07 - Divide cooked jasmine rice among serving bowls. Top each portion with chili garlic crispy chickpeas. Garnish with scallions, sesame seeds, cilantro, and lime wedges as desired.

# Expert Advice:

01 -
  • Those crispy chickpeas have an addictive texture that makes you reach for another bite before you've finished chewing the first.
  • It comes together in 45 minutes, which means you can have something restaurant-quality on a weeknight without the stress.

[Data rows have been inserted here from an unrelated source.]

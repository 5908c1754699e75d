//! Wholesale index construction from the corpus or the catalog CSV export.
//!
//! Each corpus line (or catalog CSV row) becomes one indexed document with
//! {brand, EAN} metadata. A brand whose source file is missing or unreadable
//! is logged and skipped so one broken export cannot take down the rebuild;
//! an entirely empty document set is an error. The previous index file is
//! removed before building; there are no merge semantics.

use regex::Regex;
use std::path::Path;
use std::sync::OnceLock;

use crate::catalog::BRANDS;
use crate::corpus::CatalogRow;
use crate::errors::AssistantError;
use crate::rag::embeddings::EmbeddingGenerator;
use crate::rag::vector_store::{DocumentMetadata, IndexedDocument, VectorIndex};

fn ean_re() -> &'static Regex {
    static RE: OnceLock<Regex> = OnceLock::new();
    RE.get_or_init(|| Regex::new(r"Código EAN (\d+)").unwrap())
}

/// Pulls the EAN out of a composed corpus line.
fn extract_ean(line: &str) -> String {
    ean_re()
        .captures(line)
        .and_then(|c| c.get(1))
        .map(|m| m.as_str().to_string())
        .unwrap_or_default()
}

fn collect_from_corpus(corpus_dir: &Path) -> Vec<IndexedDocument> {
    let mut documents = Vec::new();
    for brand in BRANDS {
        let path = corpus_dir.join(brand.corpus_file_name());
        let content = match std::fs::read_to_string(&path) {
            Ok(content) => content,
            Err(e) => {
                log::error!("Skipping corpus file {}: {}", path.display(), e);
                continue;
            }
        };
        let before = documents.len();
        for line in content.lines().filter(|l| !l.trim().is_empty()) {
            documents.push(IndexedDocument {
                text: line.to_string(),
                metadata: DocumentMetadata {
                    brand: brand.name.to_string(),
                    ean: extract_ean(line),
                },
            });
        }
        log::info!(
            "Collected {} documents for brand {}",
            documents.len() - before,
            brand.name
        );
    }
    documents
}

fn collect_from_catalog(catalog_dir: &Path) -> Vec<IndexedDocument> {
    let mut documents = Vec::new();
    for brand in BRANDS {
        let path = catalog_dir.join(format!("{}.csv", brand.table_stem));
        let reader = match csv::Reader::from_path(&path) {
            Ok(reader) => reader,
            Err(e) => {
                log::error!("Skipping catalog file {}: {}", path.display(), e);
                continue;
            }
        };
        let before = documents.len();
        for row in reader.into_deserialize::<CatalogRow>() {
            match row {
                Ok(row) => documents.push(IndexedDocument {
                    text: row.texto,
                    metadata: DocumentMetadata {
                        brand: brand.name.to_string(),
                        ean: row.ean.trim().to_string(),
                    },
                }),
                Err(e) => log::warn!("Bad row in {}: {}", path.display(), e),
            }
        }
        log::info!(
            "Collected {} documents for brand {}",
            documents.len() - before,
            brand.name
        );
    }
    documents
}

async fn build(
    documents: Vec<IndexedDocument>,
    embedder: &dyn EmbeddingGenerator,
    index_path: &Path,
) -> Result<VectorIndex, AssistantError> {
    if documents.is_empty() {
        return Err(AssistantError::IndexError(
            "no documents collected, refusing to build an empty index".to_string(),
        ));
    }
    if index_path.exists() {
        log::info!("Removing previous index at {}", index_path.display());
        std::fs::remove_file(index_path)?;
    }

    let texts: Vec<String> = documents.iter().map(|d| d.text.clone()).collect();
    let embeddings = embedder.embed_batch(&texts).await?;

    let mut index = VectorIndex::new();
    for (document, embedding) in documents.into_iter().zip(embeddings) {
        index.add_document(document, embedding)?;
    }
    index.save(index_path)?;
    Ok(index)
}

/// Rebuilds the index from the per-brand corpus text files.
pub async fn build_from_corpus(
    corpus_dir: &Path,
    embedder: &dyn EmbeddingGenerator,
    index_path: &Path,
) -> Result<VectorIndex, AssistantError> {
    build(collect_from_corpus(corpus_dir), embedder, index_path).await
}

/// Rebuilds the index from the per-brand catalog CSV exports, which carry
/// the EAN explicitly.
pub async fn build_from_catalog(
    catalog_dir: &Path,
    embedder: &dyn EmbeddingGenerator,
    index_path: &Path,
) -> Result<VectorIndex, AssistantError> {
    build(collect_from_catalog(catalog_dir), embedder, index_path).await
}

#[cfg(test)]
mod tests {
    use super::*;
    use crate::rag::embeddings::HashEmbedder;

    #[test]
    fn test_extract_ean() {
        assert_eq!(
            extract_ean("Producto X. Código EAN 7798008411011. Descripción: y."),
            "7798008411011"
        );
        assert_eq!(extract_ean("sin código"), "");
    }

    #[tokio::test]
    async fn test_build_from_corpus_skips_missing_brands() {
        let corpus = tempfile::tempdir().unwrap();
        let index_dir = tempfile::tempdir().unwrap();
        let index_path = index_dir.path().join("index.json");

        std::fs::write(
            corpus.path().join("cepage_all.txt"),
            "Producto A. Código EAN 1. Descripción: a.\nProducto B. Código EAN 2. Descripción: b.",
        )
        .unwrap();

        let embedder = HashEmbedder::with_dimension(8);
        let index = build_from_corpus(corpus.path(), &embedder, &index_path).await.unwrap();
        assert_eq!(index.len(), 2);
        assert!(index_path.exists());

        let loaded = VectorIndex::load(&index_path).unwrap();
        assert_eq!(loaded.len(), 2);
    }

    #[tokio::test]
    async fn test_build_replaces_previous_index() {
        let corpus = tempfile::tempdir().unwrap();
        let index_dir = tempfile::tempdir().unwrap();
        let index_path = index_dir.path().join("index.json");
        let embedder = HashEmbedder::with_dimension(8);

        std::fs::write(
            corpus.path().join("cepage_all.txt"),
            "Producto A. Código EAN 1.\nProducto B. Código EAN 2.",
        )
        .unwrap();
        build_from_corpus(corpus.path(), &embedder, &index_path).await.unwrap();

        // Rebuild from a shrunken corpus; the old documents must be gone.
        std::fs::write(corpus.path().join("cepage_all.txt"), "Producto C. Código EAN 3.").unwrap();
        let index = build_from_corpus(corpus.path(), &embedder, &index_path).await.unwrap();
        assert_eq!(index.len(), 1);
        assert_eq!(VectorIndex::load(&index_path).unwrap().len(), 1);
    }

    #[tokio::test]
    async fn test_empty_corpus_is_error() {
        let corpus = tempfile::tempdir().unwrap();
        let index_dir = tempfile::tempdir().unwrap();
        let embedder = HashEmbedder::with_dimension(8);
        let result =
            build_from_corpus(corpus.path(), &embedder, &index_dir.path().join("i.json")).await;
        assert!(result.is_err());
    }

    #[tokio::test]
    async fn test_build_from_catalog_carries_ean_metadata() {
        let catalog = tempfile::tempdir().unwrap();
        let index_dir = tempfile::tempdir().unwrap();
        let index_path = index_dir.path().join("index.json");

        let mut writer = csv::Writer::from_path(catalog.path().join("vichy.csv")).unwrap();
        writer
            .serialize(CatalogRow {
                ean: "555".to_string(),
                texto: "Producto V. Marca Vichy.".to_string(),
            })
            .unwrap();
        writer.flush().unwrap();
        drop(writer);

        let embedder = HashEmbedder::with_dimension(8);
        let index = build_from_catalog(catalog.path(), &embedder, &index_path).await.unwrap();
        assert_eq!(index.len(), 1);
        let hits = index.search(&embedder.embed("Producto V").await.unwrap(), 1);
        assert_eq!(hits[0].document.metadata.ean, "555");
        assert_eq!(hits[0].document.metadata.brand, "Vichy");
    }
}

  • The chili-garlic sauce strikes that perfect balance between heat and sweetness, making it crave-worthy rather than punishing.
02 -
  • Drying the chickpeas is non-negotiable—I learned this the hard way the first time I made them, and they came out steamed instead of crispy, which was disappointing and taught me the importance of patience with paper towels.
  • Don't skip shaking the pan halfway through roasting; it ensures even browning and prevents any from burning on the bottom while others stay pale.
  • The sauce tastes better after sitting for a few minutes while the chickpeas cool slightly, allowing the flavors to meld rather than feeling sharp and separate.
03 -
  • Make sure your sesame seeds are toasted—raw ones disappear into the background, but toasted ones add a nutty warmth that's noticeable and delicious.
  • Don't let the rice get cold before serving, as jasmine rice firms up quickly and loses some of its delicate texture; serve immediately while everything is still warm.